Une exclamation de désappointement s’échappe de mille poitrines à la fois. Hélas l’expérience était manquée! La partie des sceptiques triomphait. La direction profondément déconcentrée, se réunissait le soir même en conciliabule secret. La nuit se passa en débats animés. On soumit l’infortuné mécanicien à l’interrogatoire le plus rigoureux sur les causes de son insuccès. Le pauvre homme n’y comprenait rien du tout. Comment se faisait-il qu’ayant réussi sur les chemins de fer écossais, il n’obtenait pas le même succès ici? C’est ce qui
l’intriguait souverainement.

Bref, la réunion était sur le point de se dissoudre sans que l’on eut rien décidé, lorsqu’une idée lumineuse frappa tout à coup le président! «Je crois, dit-il, un journal des États-Unis où l’on fait tout un récit des merveilleux succès de deux ou trois chemins de fer en opération chez nos voisins. Si nous invitions un ingénieur américain à résoudre le problème!»

Cette suggestion fut adoptée unanimement et, quelques jours plus tard, un expert en chemin de fer nous arrivait de la grande république. L’épreuve renouvelée en petit comité cette fois, produisit absolument le même résultat que précédemment. L’Américain inspecte la locomotive en détail. Tout lui paraît dans l’ordre voulu. Cependant le statu quo se continue obstinément! Il se met lui-même à la manoeuvre. Inutile, la rétive machine fait encore une demi-évolution et… retombe dans son immobilité!

Honteux et perplexe, le nouveau venu est sur le point de renoncer à la tâche quand tout à coup il se frappe le front. «J’ai trouvé», s’écrie-t-il, avec un geste de triomphe. On l’entoure de toutes parts: il est pressé de dix questions à la fois.

«Qu’y a-t-il? Expliquez-vous! Parlez! Montrez vite!…»
«Mes amis, dit-il enfin sur un ton demi-railleur, demisolennel, vous n’avez pas donné assez d’avoine à votre cheval.»

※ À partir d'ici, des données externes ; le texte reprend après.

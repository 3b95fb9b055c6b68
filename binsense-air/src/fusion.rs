//! Contrato com a biblioteca de fusão sensorial
//!
//! A biblioteca é externa e opaca. Ela recebe o estado salvo uma única vez,
//! na inicialização, e decide sozinha quando pedir uma nova gravação durante
//! o laço de processamento.

use crate::types::{BmeSample, FusionOutput, InitStatus, SampleRate};
use std::fmt::Debug;
use tracing::debug;

/// Tamanho máximo padrão do blob de estado
pub const DEFAULT_STATE_CAPACITY: usize = 139;

/// Cadência padrão de gravação (amostras)
pub const DEFAULT_SAVE_INTERVAL: u64 = 10_000;

/// Biblioteca de fusão sensorial consumida pelo processador
pub trait FusionLibrary: Debug {
    /// Inicializa a biblioteca.
    ///
    /// `state_load` recebe um buffer com a capacidade da biblioteca e retorna
    /// quantos bytes de estado foram copiados (0 = sem estado anterior).
    fn init(
        &mut self,
        sample_rate: SampleRate,
        temperature_offset: f32,
        state_load: &mut dyn FnMut(&mut [u8]) -> usize,
    ) -> InitStatus;

    /// Processa uma amostra, preenchendo `output`.
    ///
    /// `state_save` é chamado na cadência escolhida pela biblioteca.
    fn run(
        &mut self,
        sample: &BmeSample,
        output: &mut FusionOutput,
        state_save: &mut dyn FnMut(&[u8]),
    );

    /// Capacidade do buffer de estado usado em `init`
    fn state_capacity(&self) -> usize {
        DEFAULT_STATE_CAPACITY
    }
}

// ═══════════════════════════════════════════════════════════════════════════════
// BACKEND DE REFERÊNCIA
// ═══════════════════════════════════════════════════════════════════════════════

/// Status devolvido quando o blob restaurado não tem o tamanho esperado
pub const ECHO_E_STATE_LENGTH: i16 = -41;

/// Tamanho do blob de estado do [`EchoFusion`]
pub const ECHO_STATE_LEN: usize = 8;

/// Backend de referência sem algoritmo de qualidade do ar.
///
/// Copia temperatura compensada pelo offset e umidade para a saída, deixa os
/// campos de IAQ zerados (precisão 0) e usa o contador de amostras como blob
/// de estado. Serve para testes e para exercitar o pipeline sem a biblioteca
/// proprietária.
#[derive(Debug, Clone)]
pub struct EchoFusion {
    save_interval: u64,
    sample_count: u64,
    temperature_offset: f32,
    sample_rate: Option<SampleRate>,
}

impl EchoFusion {
    pub fn new() -> Self {
        Self::with_save_interval(DEFAULT_SAVE_INTERVAL)
    }

    /// Cria backend que pede gravação a cada `save_interval` amostras (0 = nunca)
    pub fn with_save_interval(save_interval: u64) -> Self {
        Self {
            save_interval,
            sample_count: 0,
            temperature_offset: 0.0,
            sample_rate: None,
        }
    }

    /// Amostras processadas, incluindo as restauradas do estado
    pub fn sample_count(&self) -> u64 {
        self.sample_count
    }

    /// Modo recebido na inicialização
    pub fn sample_rate(&self) -> Option<SampleRate> {
        self.sample_rate
    }

    /// Blob de estado atual
    pub fn state_blob(&self) -> [u8; ECHO_STATE_LEN] {
        self.sample_count.to_le_bytes()
    }
}

impl Default for EchoFusion {
    fn default() -> Self {
        Self::new()
    }
}

impl FusionLibrary for EchoFusion {
    fn init(
        &mut self,
        sample_rate: SampleRate,
        temperature_offset: f32,
        state_load: &mut dyn FnMut(&mut [u8]) -> usize,
    ) -> InitStatus {
        self.sample_rate = Some(sample_rate);
        self.temperature_offset = temperature_offset;

        // Buffer maior que o blob para detectar estado de outra biblioteca
        let mut buffer = vec![0u8; DEFAULT_STATE_CAPACITY];
        let count = state_load(&mut buffer);

        match count {
            0 => {
                self.sample_count = 0;
                InitStatus::OK
            }
            ECHO_STATE_LEN => {
                let mut blob = [0u8; ECHO_STATE_LEN];
                blob.copy_from_slice(&buffer[..ECHO_STATE_LEN]);
                self.sample_count = u64::from_le_bytes(blob);
                debug!(samples = self.sample_count, "echo fusion state restored");
                InitStatus::OK
            }
            _ => InitStatus {
                sensor_status: 0,
                fusion_status: ECHO_E_STATE_LENGTH,
            },
        }
    }

    fn run(
        &mut self,
        sample: &BmeSample,
        output: &mut FusionOutput,
        state_save: &mut dyn FnMut(&[u8]),
    ) {
        self.sample_count += 1;

        *output = FusionOutput::default();
        output.values[FusionOutput::TEMPERATURE] = sample.temperature - self.temperature_offset;
        output.values[FusionOutput::HUMIDITY] = sample.humidity;

        if self.save_interval > 0 && self.sample_count % self.save_interval == 0 {
            state_save(&self.state_blob());
        }
    }

    fn state_capacity(&self) -> usize {
        ECHO_STATE_LEN
    }
}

En effet l’Écossais, habitué au charbon comme combustible, ignorait tout à fait la différence d’intensité entre le calorique produit respectivement par le charbon et par le bois. On jeta du bois en plus fortes quantités sur le brasier et bientôt la locomotive ranimée commence à se mouvoir, avec lenteur d’abord puis, augmentant graduellement sa course, elle finit par atteindre une rapidité, étonnante pour l’époque, de vingt milles à l’heure!

Dès ce moment le problème était résolu, l’ère des chemins de fer était inaugurée en Canada.»